I tell myself I’ll open my sketchbook each afternoon and draw, but I’ll almost always choose dishes or laundry or some other task that “must be done.”
It takes effort to create habits, to do more than just careen through my days on autopilot. And it’s easy to break form when life gets overwhelming. The routine of checking in with friends or family gives way to the routine chaos of daily life. This week alone the chaos involved school-related activities, deadlines for a book review and a newsletter, and buckets upon buckets of snot.
I fall out of the habit doing things I know are good for me, out of the habit of connecting with loved ones, and like my journal or my workout routine, I’ll realize it’s been months since I’ve connected with people I consider dear to me.
Why was my tea habit so easy and everything else so hard? I mean, if I can become a habitual drinker of something that I still don’t think really even tastes all that good, I can become anything, right?
Let’s be honest, making a nightly cup of tea is ridiculously simple. Put the kids to bed, grab a mug, open a tea bag, and run some hot water from the Keurig. Then carry piping hot tea to bedroom and climb into bed and scroll through my phone for an hour. (I know. One self-improvement topic at a time please.) I don’t even have to drink it. The ritual is in the making.
Maybe the creation of a habit doesn’t have to be all or nothing. Maybe it’s a gradual process. Maybe I can document my near-daily existential crises in the evenings when I would usually be mindlessly scrolling through my phone. Maybe I just need to change clothes before I get a chance to talk myself out of working out and into snuggling up on the couch with a cup of coffee and a book. Maybe I just need to sit in front of my blank sketchbook for 15 minutes or so each day, even if I don’t end up placing pencil to paper.
I mean, maybe like I make the effort to start up the Keurig for my now nightly cup of hot flower juice, I need to make a little more effort to see if these new habits will in fact be life changing. And if they’re not? Well, it’s safe to say I won’t have a problem breaking those routines.
Hot flower juice.
Girl, what kind of tea do you HAVE in your kitchen?
But I get you. On all of this. ESPECIALLY the habits. (I hate break it to you but I put on workout clothes and then never leave the desk. And then an hour later nothing is written but i HAVE scrolled through facebook and twitter the entire time.)
I now drink coffee in the morning, but come 2pm I’m switching to tea. If only the journaling and the workouts and the WORKING on my book came as easily as that did.

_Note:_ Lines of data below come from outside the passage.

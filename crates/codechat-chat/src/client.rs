//! Outbound question requests.
//!
//! Two encodings, selected by attachment presence:
//! - no attachment: JSON `{"prompt": ..}` to the text endpoint, or
//!   `{"question": ..}` to the ask endpoint, depending on configuration;
//! - attachment: multipart form with a `question` field and a `file` part
//!   posted to the ask endpoint.
//!
//! Every endpoint answers with `{"answer": ".."}`. Any non-2xx status is a
//! failure whatever the body says.

use async_trait::async_trait;
use reqwest::multipart::{Form, Part};
use reqwest::Client;
use serde::{Deserialize, Serialize};

use codechat_core::config::{ServerConfig, TextEncoding};
use codechat_core::error::CodechatError;
use codechat_core::types::Attachment;

use crate::error::ChatError;

/// One question, ready to be sent.
#[derive(Debug, Clone, PartialEq, Eq)]
pub enum AskRequest {
    Text {
        question: String,
    },
    WithAttachment {
        question: String,
        attachment: Attachment,
    },
}

impl AskRequest {
    pub fn new(question: String, attachment: Option<Attachment>) -> Self {
        match attachment {
            Some(attachment) => AskRequest::WithAttachment {
                question,
                attachment,
            },
            None => AskRequest::Text { question },
        }
    }

    pub fn question(&self) -> &str {
        match self {
            AskRequest::Text { question } | AskRequest::WithAttachment { question, .. } => question,
        }
    }

    pub fn attachment(&self) -> Option<&Attachment> {
        match self {
            AskRequest::Text { .. } => None,
            AskRequest::WithAttachment { attachment, .. } => Some(attachment),
        }
    }
}

/// Sends a question and returns the answer text.
#[async_trait]
pub trait AskClient: Send + Sync {
    async fn ask(&self, request: &AskRequest) -> Result<String, ChatError>;
}

#[derive(Debug, Serialize)]
struct PromptBody<'a> {
    prompt: &'a str,
}

#[derive(Debug, Serialize)]
struct QuestionBody<'a> {
    question: &'a str,
}

/// Response body shared by every endpoint. Extra fields are ignored.
#[derive(Debug, Clone, Deserialize)]
pub struct AnswerBody {
    pub answer: String,
}

/// [`AskClient`] talking to the backend over HTTP.
///
/// No timeout is applied: a request that never completes leaves its
/// placeholder pending.
#[derive(Debug, Clone)]
pub struct HttpAskClient {
    client: Client,
    server: ServerConfig,
}

impl HttpAskClient {
    pub fn new(server: ServerConfig) -> Result<Self, CodechatError> {
        let client = Client::builder()
            .user_agent(concat!("codechat/", env!("CARGO_PKG_VERSION")))
            .build()
            .map_err(|e| CodechatError::Http(e.to_string()))?;
        Ok(Self::with_client(client, server))
    }

    pub fn with_client(client: Client, server: ServerConfig) -> Self {
        Self { client, server }
    }

    pub fn server(&self) -> &ServerConfig {
        &self.server
    }

    async fn send_text(&self, question: &str) -> Result<reqwest::Response, ChatError> {
        let request = match self.server.text_encoding {
            TextEncoding::Prompt => self
                .client
                .post(self.server.endpoint(&self.server.ask_text_path))
                .json(&PromptBody { prompt: question }),
            TextEncoding::Question => self
                .client
                .post(self.server.endpoint(&self.server.ask_path))
                .json(&QuestionBody { question }),
        };
        Ok(request.send().await?)
    }

    async fn send_multipart(
        &self,
        question: &str,
        attachment: &Attachment,
    ) -> Result<reqwest::Response, ChatError> {
        let bytes = tokio::fs::read(&attachment.path).await.map_err(|e| {
            ChatError::Attachment(format!("{}: {}", attachment.path.display(), e))
        })?;
        tracing::debug!(
            file_name = %attachment.file_name,
            size = bytes.len(),
            "Attaching file"
        );

        let part = Part::bytes(bytes)
            .file_name(attachment.file_name.clone())
            .mime_str(&attachment.mime_type())
            .map_err(|e| ChatError::Attachment(e.to_string()))?;
        let form = Form::new()
            .text("question", question.to_string())
            .part("file", part);

        Ok(self
            .client
            .post(self.server.endpoint(&self.server.ask_path))
            .multipart(form)
            .send()
            .await?)
    }
}

#[async_trait]
impl AskClient for HttpAskClient {
    async fn ask(&self, request: &AskRequest) -> Result<String, ChatError> {
        let response = match request {
            AskRequest::Text { question } => self.send_text(question).await?,
            AskRequest::WithAttachment {
                question,
                attachment,
            } => self.send_multipart(question, attachment).await?,
        };

        let status = response.status();
        tracing::debug!(status = status.as_u16(), url = %response.url(), "Backend responded");
        if !status.is_success() {
            return Err(ChatError::HttpStatus(status.as_u16()));
        }

        let body = response.bytes().await?;
        parse_answer(&body)
    }
}

/// Extract the answer text from a response body.
pub fn parse_answer(body: &[u8]) -> Result<String, ChatError> {
    serde_json::from_slice::<AnswerBody>(body)
        .map(|b| b.answer)
        .map_err(|e| ChatError::InvalidResponse(e.to_string()))
}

Okay here’s a tip: If you use Chrome, there’s a Chrome extension called Facebook Feed Eradicator. It will only allow you to view your own timeline or any groups/pages you have to manage or take part in. You can’ see your news feed. It’s pretty helpful!
I’m drinking chamomile. It’s…okay?
I love chamomile, but put some honey in it
This is all hauntingly familiar. Drinking tea makes me feel both sophisticated and elderly. I miss your writing. Do it more! Hope you are well.